Uber makes money regardless of whether the passengers tip or not, so discouraging non-tippers is just like tearing food out of Travis' children's mouths.


----------



## ninja warrior (Jan 10, 2016)

I_Like_Spam said:


> The problem that Uber has with this is, that asking for tips might reduce the number of cheapskates that call for service.
> 
> Uber makes money regardless of whether the passengers tip or not, so discouraging non-tippers is just like tearing food out of Travis' children's mouths.

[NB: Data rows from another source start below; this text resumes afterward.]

//! CloudClaw configuration system.

use serde::{Deserialize, Serialize};
use std::path::{Path, PathBuf};

use crate::error::{CloudClawError, Result};

/// Root configuration.
#[derive(Debug, Clone, Default, Serialize, Deserialize)]
pub struct CloudClawConfig {
    #[serde(default)]
    pub app: AppConfig,
    #[serde(default)]
    pub database: DatabaseConfig,
    #[serde(default)]
    pub gateway: GatewayConfig,
    #[serde(default)]
    pub scheduler: SchedulerConfig,
    #[serde(default)]
    pub telegram: TelegramConfig,
    #[serde(default)]
    pub cloud: CloudConfig,
}

impl CloudClawConfig {
    /// Load config from the default path (~/.cloudclaw/config.toml).
    pub fn load() -> Result<Self> {
        let path = Self::default_path();
        if path.exists() {
            Self::load_from(&path)
        } else {
            Ok(Self::default())
        }
    }

    /// Load config from a specific path.
    pub fn load_from(path: &Path) -> Result<Self> {
        let content = std::fs::read_to_string(path)
            .map_err(|e| CloudClawError::Config(format!("Failed to read config: {e}")))?;
        Self::from_toml(&content)
    }

    /// Parse config from a TOML string.
    pub fn from_toml(content: &str) -> Result<Self> {
        toml::from_str(content)
            .map_err(|e| CloudClawError::Config(format!("Failed to parse config: {e}")))
    }

    /// Save config to the default path.
    pub fn save(&self) -> Result<()> {
        self.save_to(&Self::default_path())
    }

    /// Save config to a specific path.
    pub fn save_to(&self, path: &Path) -> Result<()> {
        if let Some(parent) = path.parent() {
            std::fs::create_dir_all(parent)?;
        }
        let content = toml::to_string_pretty(self)
            .map_err(|e| CloudClawError::Config(format!("Failed to serialize config: {e}")))?;
        std::fs::write(path, content)?;
        Ok(())
    }

    /// Get the default config path.
    pub fn default_path() -> PathBuf {
        Self::home_dir().join("config.toml")
    }

    /// Get the CloudClaw home directory.
    pub fn home_dir() -> PathBuf {
        dirs::home_dir()
            .unwrap_or_else(|| PathBuf::from("."))
            .join(".cloudclaw")
    }
}

fn bool_true() -> bool { true }

/// Static application identity, shown by the bot's version snapshot.
#[derive(Debug, Clone, Serialize, Deserialize)]
pub struct AppConfig {
    #[serde(default = "default_app_name")]
    pub name: String,
    #[serde(default = "default_app_version")]
    pub version: String,
    #[serde(default = "default_repository")]
    pub repository: String,
}

fn default_app_name() -> String { "CloudClaw".into() }
fn default_app_version() -> String { env!("CARGO_PKG_VERSION").into() }
fn default_repository() -> String { "https://github.com/CloudClaw/cloudclaw".into() }

impl Default for AppConfig {
    fn default() -> Self {
        Self {
            name: default_app_name(),
            version: default_app_version(),
            repository: default_repository(),
        }
    }
}

/// SQLite database location.
#[derive(Debug, Clone, Serialize, Deserialize)]
pub struct DatabaseConfig {
    #[serde(default = "default_db_path")]
    pub path: String,
}

fn default_db_path() -> String { "~/.cloudclaw/cloudclaw.db".into() }

impl DatabaseConfig {
    /// Database path with `~` expanded.
    pub fn resolved_path(&self) -> PathBuf {
        PathBuf::from(shellexpand::tilde(&self.path).to_string())
    }
}

impl Default for DatabaseConfig {
    fn default() -> Self {
        Self { path: default_db_path() }
    }
}

/// Gateway configuration.
#[derive(Debug, Clone, Serialize, Deserialize)]
pub struct GatewayConfig {
    #[serde(default = "default_port")]
    pub port: u16,
    #[serde(default = "default_host")]
    pub host: String,
}

fn default_port() -> u16 { 3000 }
fn default_host() -> String { "127.0.0.1".into() }

impl Default for GatewayConfig {
    fn default() -> Self {
        Self {
            port: default_port(),
            host: default_host(),
        }
    }
}

/// Retry scheduler configuration.
#[derive(Debug, Clone, Serialize, Deserialize)]
pub struct SchedulerConfig {
    /// Floor applied to every task's retry interval.
    #[serde(default = "default_min_interval")]
    pub min_interval_secs: u64,
    /// Resume persisted `running` tasks at process start.
    #[serde(default = "bool_true")]
    pub autostart: bool,
}

fn default_min_interval() -> u64 { 10 }

impl Default for SchedulerConfig {
    fn default() -> Self {
        Self {
            min_interval_secs: default_min_interval(),
            autostart: true,
        }
    }
}

/// Telegram Bot API transport settings. The bot token and chat id live in the
/// settings table so they can be changed at runtime.
#[derive(Debug, Clone, Serialize, Deserialize)]
pub struct TelegramConfig {
    #[serde(default = "default_api_base")]
    pub api_base: String,
    #[serde(default = "default_poll_timeout")]
    pub poll_timeout_secs: u64,
    #[serde(default = "default_error_backoff")]
    pub error_backoff_secs: u64,
    #[serde(default = "default_poll_interval")]
    pub poll_interval_secs: u64,
}

fn default_api_base() -> String { "https://api.telegram.org".into() }
fn default_poll_timeout() -> u64 { 30 }
fn default_error_backoff() -> u64 { 5 }
fn default_poll_interval() -> u64 { 1 }

impl Default for TelegramConfig {
    fn default() -> Self {
        Self {
            api_base: default_api_base(),
            poll_timeout_secs: default_poll_timeout(),
            error_backoff_secs: default_error_backoff(),
            poll_interval_secs: default_poll_interval(),
        }
    }
}

/// Cloud provisioning endpoint and per-call timeouts.
#[derive(Debug, Clone, Serialize, Deserialize)]
pub struct CloudConfig {
    #[serde(default = "default_cloud_endpoint")]
    pub endpoint: String,
    #[serde(default)]
    pub api_key: String,
    #[serde(default = "default_request_timeout")]
    pub request_timeout_secs: u64,
    #[serde(default = "default_liveness_timeout")]
    pub liveness_timeout_secs: u64,
    #[serde(default = "default_inventory_timeout")]
    pub inventory_timeout_secs: u64,
    #[serde(default = "default_traffic_timeout")]
    pub traffic_timeout_secs: u64,
}

fn default_cloud_endpoint() -> String { "http://127.0.0.1:8700/v1".into() }
fn default_request_timeout() -> u64 { 60 }
fn default_liveness_timeout() -> u64 { 10 }
fn default_inventory_timeout() -> u64 { 30 }
fn default_traffic_timeout() -> u64 { 60 }

impl Default for CloudConfig {
    fn default() -> Self {
        Self {
            endpoint: default_cloud_endpoint(),
            api_key: String::new(),
            request_timeout_secs: default_request_timeout(),
            liveness_timeout_secs: default_liveness_timeout(),
            inventory_timeout_secs: default_inventory_timeout(),
            traffic_timeout_secs: default_traffic_timeout(),
        }
    }
}

#[cfg(test)]
mod tests {
    use super::*;

    #[test]
    fn test_defaults() {
        let config = CloudClawConfig::default();
        assert_eq!(config.scheduler.min_interval_secs, 10);
        assert_eq!(config.telegram.poll_timeout_secs, 30);
        assert_eq!(config.telegram.error_backoff_secs, 5);
        assert_eq!(config.gateway.port, 3000);
        assert_eq!(config.cloud.liveness_timeout_secs, 10);
    }

    #[test]
    fn test_partial_toml_fills_defaults() {
        let config = CloudClawConfig::from_toml(
            r#"
            [scheduler]
            min_interval_secs = 30

            [gateway]
            port = 8080
            "#,
        )
        .unwrap();
        assert_eq!(config.scheduler.min_interval_secs, 30);
        assert!(config.scheduler.autostart);
        assert_eq!(config.gateway.port, 8080);
        assert_eq!(config.gateway.host, "127.0.0.1");
        assert_eq!(config.telegram.api_base, "https://api.telegram.org");
    }

    #[test]
    fn test_invalid_toml_is_config_error() {
        let err = CloudClawConfig::from_toml("scheduler = [").unwrap_err();
        assert!(matches!(err, CloudClawError::Config(_)));
    }

    #[test]
    fn test_save_and_reload() {
        let dir = std::env::temp_dir().join("cloudclaw-test-config");
        let path = dir.join("config.toml");
        let mut config = CloudClawConfig::default();
        config.cloud.endpoint = "http://cloud.internal/v1".into();
        config.save_to(&path).unwrap();

        let loaded = CloudClawConfig::load_from(&path).unwrap();
        assert_eq!(loaded.cloud.endpoint, "http://cloud.internal/v1");
        std::fs::remove_dir_all(&dir).ok();
    }
}
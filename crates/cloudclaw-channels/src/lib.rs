//! # CloudClaw Channels
//! Messaging transports for the remote control plane.

pub mod telegram;

pub use telegram::TelegramClient;
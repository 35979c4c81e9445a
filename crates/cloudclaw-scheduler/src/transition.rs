//! Firing outcomes and the pure reschedule decision.

use std::time::Duration;

/// What one timer firing observed.
#[derive(Debug, Clone, PartialEq, Eq)]
pub enum FiringOutcome {
    /// The task vanished or is no longer `running`; nothing was attempted.
    Inactive,
    /// Account or SSH key could not be resolved; nothing was attempted.
    ResolutionFailed { reason: String },
    /// The provisioning call failed with this extracted message.
    Failed { message: String },
    /// The provisioning call succeeded.
    Provisioned,
    /// The attempt ran, but the task left `running` meanwhile so its result
    /// was dropped.
    Discarded,
}

/// What the scheduler does with the task's timer after a firing.
#[derive(Debug, Clone, Copy, PartialEq, Eq)]
pub enum NextStep {
    Reschedule(Duration),
    Retire,
}

/// A `running` task keeps retrying on every non-terminal failure, including
/// resolution failures; success and loss of `running` retire the timer.
pub fn next_step(outcome: &FiringOutcome, interval: Duration) -> NextStep {
    match outcome {
        FiringOutcome::Failed { .. } | FiringOutcome::ResolutionFailed { .. } => {
            NextStep::Reschedule(interval)
        }
        FiringOutcome::Provisioned | FiringOutcome::Inactive | FiringOutcome::Discarded => {
            NextStep::Retire
        }
    }
}

/// Configured interval, floor-clamped.
pub fn effective_interval(interval_secs: u64, min_interval: Duration) -> Duration {
    Duration::from_secs(interval_secs).max(min_interval)
}
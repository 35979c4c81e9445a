//! Data model — provisioning tasks, their execution log, and the account
//! records they reference.

use chrono::{DateTime, Utc};
use serde::{Deserialize, Serialize};

/// Lifecycle status of a provisioning task.
#[derive(Debug, Clone, Copy, PartialEq, Eq, Hash, Serialize, Deserialize)]
#[serde(rename_all = "lowercase")]
pub enum TaskStatus {
    Running,
    Stopped,
    Completed,
    Error,
}

impl TaskStatus {
    pub fn as_str(&self) -> &'static str {
        match self {
            TaskStatus::Running => "running",
            TaskStatus::Stopped => "stopped",
            TaskStatus::Completed => "completed",
            TaskStatus::Error => "error",
        }
    }

    pub fn parse(s: &str) -> Option<Self> {
        match s {
            "running" => Some(TaskStatus::Running),
            "stopped" => Some(TaskStatus::Stopped),
            "completed" => Some(TaskStatus::Completed),
            "error" => Some(TaskStatus::Error),
            _ => None,
        }
    }
}

impl std::fmt::Display for TaskStatus {
    fn fmt(&self, f: &mut std::fmt::Formatter<'_>) -> std::fmt::Result {
        f.write_str(self.as_str())
    }
}

/// A recurring attempt to acquire one cloud instance shape.
#[derive(Debug, Clone, PartialEq, Serialize, Deserialize)]
pub struct ProvisioningTask {
    pub id: String,
    pub account_id: String,
    pub ssh_key_id: String,
    pub region: String,
    pub architecture: String,
    pub operating_system: String,
    pub ocpus: f32,
    pub memory_gb: f32,
    pub disk_gb: i64,
    pub boot_volume_vpu: i64,
    pub image_id: Option<String>,
    /// Number of instances requested.
    pub create_numbers: u32,
    /// Retry interval in seconds, before the scheduler's floor is applied.
    pub interval_secs: u64,
    pub status: TaskStatus,
    pub execute_count: u32,
    pub success_count: u32,
    pub last_execute_time: Option<DateTime<Utc>>,
    pub last_message: String,
    pub created_at: DateTime<Utc>,
}

/// Parameters for a new task, as supplied by the caller of `add_task`.
#[derive(Debug, Clone, Serialize, Deserialize)]
pub struct NewTask {
    pub account_id: String,
    pub ssh_key_id: String,
    pub region: String,
    pub architecture: String,
    pub operating_system: String,
    pub ocpus: f32,
    pub memory_gb: f32,
    pub disk_gb: i64,
    #[serde(default = "default_vpu")]
    pub boot_volume_vpu: i64,
    #[serde(default)]
    pub image_id: Option<String>,
    #[serde(default = "default_create_numbers")]
    pub create_numbers: u32,
    pub interval_secs: u64,
    /// Schedule immediately (`running`) or park the task as `stopped`.
    #[serde(default = "default_true")]
    pub start_immediately: bool,
}

fn default_vpu() -> i64 { 10 }
fn default_create_numbers() -> u32 { 1 }
fn default_true() -> bool { true }

impl ProvisioningTask {
    /// Materialize a fresh task record with a new id.
    pub fn from_new(params: NewTask) -> Self {
        Self {
            id: uuid_v4(),
            account_id: params.account_id,
            ssh_key_id: params.ssh_key_id,
            region: params.region,
            architecture: params.architecture,
            operating_system: params.operating_system,
            ocpus: params.ocpus,
            memory_gb: params.memory_gb,
            disk_gb: params.disk_gb,
            boot_volume_vpu: params.boot_volume_vpu,
            image_id: params.image_id,
            create_numbers: params.create_numbers,
            interval_secs: params.interval_secs,
            status: if params.start_immediately {
                TaskStatus::Running
            } else {
                TaskStatus::Stopped
            },
            execute_count: 0,
            success_count: 0,
            last_execute_time: None,
            last_message: String::new(),
            created_at: Utc::now(),
        }
    }
}

/// Outcome kind of one logged execution.
#[derive(Debug, Clone, Copy, PartialEq, Eq, Serialize, Deserialize)]
#[serde(rename_all = "lowercase")]
pub enum LogKind {
    Success,
    Error,
}

impl LogKind {
    pub fn as_str(&self) -> &'static str {
        match self {
            LogKind::Success => "success",
            LogKind::Error => "error",
        }
    }

    pub fn parse(s: &str) -> Option<Self> {
        match s {
            "success" => Some(LogKind::Success),
            "error" => Some(LogKind::Error),
            _ => None,
        }
    }
}

/// Append-only record of one firing or one-shot execution.
#[derive(Debug, Clone, PartialEq, Serialize, Deserialize)]
pub struct TaskLog {
    pub id: String,
    pub task_id: String,
    pub kind: LogKind,
    pub message: String,
    pub execute_time: DateTime<Utc>,
}

impl TaskLog {
    pub fn new(task_id: &str, kind: LogKind, message: impl Into<String>) -> Self {
        Self {
            id: uuid_v4(),
            task_id: task_id.to_string(),
            kind,
            message: message.into(),
            execute_time: Utc::now(),
        }
    }
}

/// Counter/status write produced by one provisioning attempt.
#[derive(Debug, Clone, PartialEq)]
pub struct ExecutionRecord {
    pub succeeded: bool,
    pub message: String,
    pub executed_at: DateTime<Utc>,
    pub new_status: TaskStatus,
}

/// A cloud tenancy the panel can act on.
#[derive(Debug, Clone, PartialEq, Serialize, Deserialize)]
pub struct Account {
    pub id: String,
    pub name: String,
    pub region: String,
    pub tenant_id: String,
    pub tenant_name: String,
    /// Opaque credential material forwarded to the provisioning client.
    #[serde(default, skip_serializing)]
    pub credentials: String,
}

/// SSH public key injected into provisioned instances.
#[derive(Debug, Clone, PartialEq, Serialize, Deserialize)]
pub struct SshKey {
    pub id: String,
    pub name: String,
    pub public_key: String,
}

/// Everything the cloud API needs for one create-instance attempt.
#[derive(Debug, Clone, PartialEq, Serialize, Deserialize)]
pub struct InstanceRequest {
    pub region: String,
    pub architecture: String,
    pub operating_system: String,
    pub ocpus: f32,
    pub memory_gb: f32,
    pub disk_gb: i64,
    pub boot_volume_vpu: i64,
    pub ssh_public_key: String,
    pub image_id: Option<String>,
}

impl InstanceRequest {
    pub fn for_task(task: &ProvisioningTask, key: &SshKey) -> Self {
        Self {
            region: task.region.clone(),
            architecture: task.architecture.clone(),
            operating_system: task.operating_system.clone(),
            ocpus: task.ocpus,
            memory_gb: task.memory_gb,
            disk_gb: task.disk_gb,
            boot_volume_vpu: task.boot_volume_vpu,
            ssh_public_key: key.public_key.clone(),
            image_id: task.image_id.clone(),
        }
    }
}

/// Summary of one compute instance.
#[derive(Debug, Clone, PartialEq, Serialize, Deserialize)]
pub struct InstanceInfo {
    pub id: String,
    pub display_name: String,
    pub lifecycle_state: String,
    #[serde(default)]
    pub region: String,
}

impl InstanceInfo {
    pub fn is_running(&self) -> bool {
        self.lifecycle_state.eq_ignore_ascii_case("RUNNING")
    }
}

/// Month-to-date network totals for one account.
#[derive(Debug, Clone, Default, PartialEq, Serialize, Deserialize)]
pub struct TrafficStats {
    pub instance_count: u32,
    pub inbound_bytes: u64,
    pub outbound_bytes: u64,
}

fn uuid_v4() -> String {
    uuid::Uuid::new_v4().to_string()
}
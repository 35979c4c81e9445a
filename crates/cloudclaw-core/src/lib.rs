//! # CloudClaw Core
//!
//! Shared vocabulary of the CloudClaw workspace: the task/account data model,
//! the seams to external collaborators (record store, cloud API, messaging
//! transport), the error type and the TOML configuration.

pub mod config;
pub mod control;
pub mod error;
pub mod traits;
pub mod types;

pub use config::CloudClawConfig;
pub use error::{CloudClawError, Result};
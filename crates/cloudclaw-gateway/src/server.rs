//! HTTP server implementation using Axum.

use std::future::Future;
use std::sync::Arc;

use axum::Router;
use axum::routing::{get, post};
use cloudclaw_control::ControlBot;
use cloudclaw_core::config::GatewayConfig;
use cloudclaw_scheduler::TaskScheduler;
use tower_http::cors::{Any, CorsLayer};
use tower_http::trace::TraceLayer;

use crate::routes;

/// Shared state for the gateway server.
#[derive(Clone)]
pub struct AppState {
    pub gateway_config: GatewayConfig,
    pub start_time: std::time::Instant,
    /// Recurring provisioning scheduler.
    pub scheduler: TaskScheduler,
    /// Telegram control bot.
    pub bot: ControlBot,
}

/// Build the Axum router with all routes.
pub fn build_router(state: AppState) -> Router {
    build_router_from_arc(Arc::new(state))
}

pub fn build_router_from_arc(shared: Arc<AppState>) -> Router {
    Router::new()
        .route("/health", get(routes::health_check))
        // Provisioning tasks
        .route("/api/v1/tasks", get(routes::list_tasks).post(routes::add_task))
        .route(
            "/api/v1/tasks/{id}",
            get(routes::get_task).delete(routes::delete_task),
        )
        .route("/api/v1/tasks/{id}/start", post(routes::start_task))
        .route("/api/v1/tasks/{id}/stop", post(routes::stop_task))
        .route("/api/v1/tasks/{id}/execute", post(routes::execute_task))
        .route(
            "/api/v1/tasks/{id}/logs",
            get(routes::get_logs).delete(routes::clear_logs),
        )
        // Telegram control bot
        .route(
            "/api/v1/telegram/config",
            get(routes::telegram_get_config).post(routes::telegram_update_config),
        )
        .route("/api/v1/telegram/test", post(routes::telegram_test))
        .route("/api/v1/telegram/send", post(routes::telegram_send))
        .route("/api/v1/telegram/start", post(routes::telegram_start))
        .route("/api/v1/telegram/stop", post(routes::telegram_stop))
        .route("/api/v1/telegram/status", get(routes::telegram_status))
        .layer(cors_layer())
        .layer(TraceLayer::new_for_http())
        .with_state(shared)
}

fn cors_layer() -> CorsLayer {
    let cors = CorsLayer::new()
        .allow_methods([
            axum::http::Method::GET,
            axum::http::Method::POST,
            axum::http::Method::DELETE,
            axum::http::Method::OPTIONS,
        ])
        .allow_headers(Any)
        .max_age(std::time::Duration::from_secs(3600));

    // Example: CLOUDCLAW_CORS_ORIGINS=https://panel.example.com,https://ops.example.com
    if let Ok(origins_str) = std::env::var("CLOUDCLAW_CORS_ORIGINS") {
        let origins: Vec<_> = origins_str
            .split(',')
            .filter_map(|s| s.trim().parse::<axum::http::HeaderValue>().ok())
            .collect();
        cors.allow_origin(origins)
    } else {
        cors.allow_origin(Any)
    }
}

/// Bind and serve until `shutdown` resolves.
pub async fn serve(
    state: AppState,
    shutdown: impl Future<Output = ()> + Send + 'static,
) -> anyhow::Result<()> {
    let addr = format!("{}:{}", state.gateway_config.host, state.gateway_config.port);
    let app = build_router(state);
    let listener = tokio::net::TcpListener::bind(&addr).await?;

    tracing::info!("🌐 Gateway server listening on http://{}", addr);

    axum::serve(listener, app)
        .with_graceful_shutdown(shutdown)
        .await?;
    Ok(())
}
//! # CloudClaw Scheduler
//!
//! Recurring retry scheduler for provisioning tasks.
//!
//! ## Architecture
//! ```text
//! TaskScheduler
//!   ├── timer table: task id → one tokio timer (single mutex, no I/O under it)
//!   ├── on expiry → claim: timer entry → in-flight set (no second attempt)
//!   ├── fire(task id)
//!   │     ├── re-read task from TaskStore, abort unless `running`
//!   │     ├── resolve account + SSH key
//!   │     ├── ProvisioningClient::create_instance
//!   │     ├── record attempt (only while still `running`) + append log
//!   │     └── transition::next_step → Reschedule(interval) | Retire,
//!   │         leaving the in-flight set in the same step
//!   └── execute_once(task id) — same attempt, no timer, terminal either way
//! ```

pub mod engine;
pub mod message;
pub mod transition;

pub use engine::{MIN_INTERVAL_FLOOR, TaskScheduler};
pub use message::extract_upstream_message;
pub use transition::{FiringOutcome, NextStep, effective_interval, next_step};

I'm sure they'll survive without their filet mignon.


----------



## 5 Star Guy (Nov 7, 2015)

Just thinking if a restaurant worked like that. The staff are independent contractors, sorry we have too many chefs right now try again tomorrow. Steak went up $2 now that 5 people ordered steak and there's no need to tip.


----------



## Dontmakemepullauonyou (Oct 13, 2015)

kevin dang said:


> View attachment 29830
> 
> 
> Greet them and if they greet you and ask how is your day simply reply "today was slow but alot of my passenger tip me" by saying this you will 90% recieve a tip from your pax at the end of the ride. It will work turst me because im an uber pro look at my payment. I make easily $1000 a week with $100++ in cash tip.
> ...


Are you driving UberBlack or SUV or LUX? Maybe select with lots of surge. If that's uberX there is no way you aren't living out of your car sleeping 2 hours a day.


----------



## wk1102 (Dec 25, 2015)

Dontmakemepullauonyou said:


> Are you driving UberBlack or SUV or LUX? Maybe select with lots of surge. If that's uberX there is no way you aren't living out of your car sleeping 2 hours a day.


He's in NYC... .45/$1.75


----------



## chi1cabby (May 28, 2014)

UberMeansSuper said:


> Boy, you're just asking for that "driver requested a tip" complaint, aren't you?





Thatendedbadly said:


> Works great until two pax decide to report you in one day for trolling for tips, and Uber decides to suspend your driving 'privileges'.
> 
> *'There's No Need To Tip'*


Let me introduce you to MrsUberJax's TAG program:

*The Official Driver TAG program, TAG you're it!*


----------



## Joe Falcone (Oct 5, 2015)

to me you may as well just say "may i please have a tip?"


----------



## ADefaultUser (Nov 11, 2015)

My reply: "Man your other customers must be stupid, don't they know tip is included?"

then 1* for you.


----------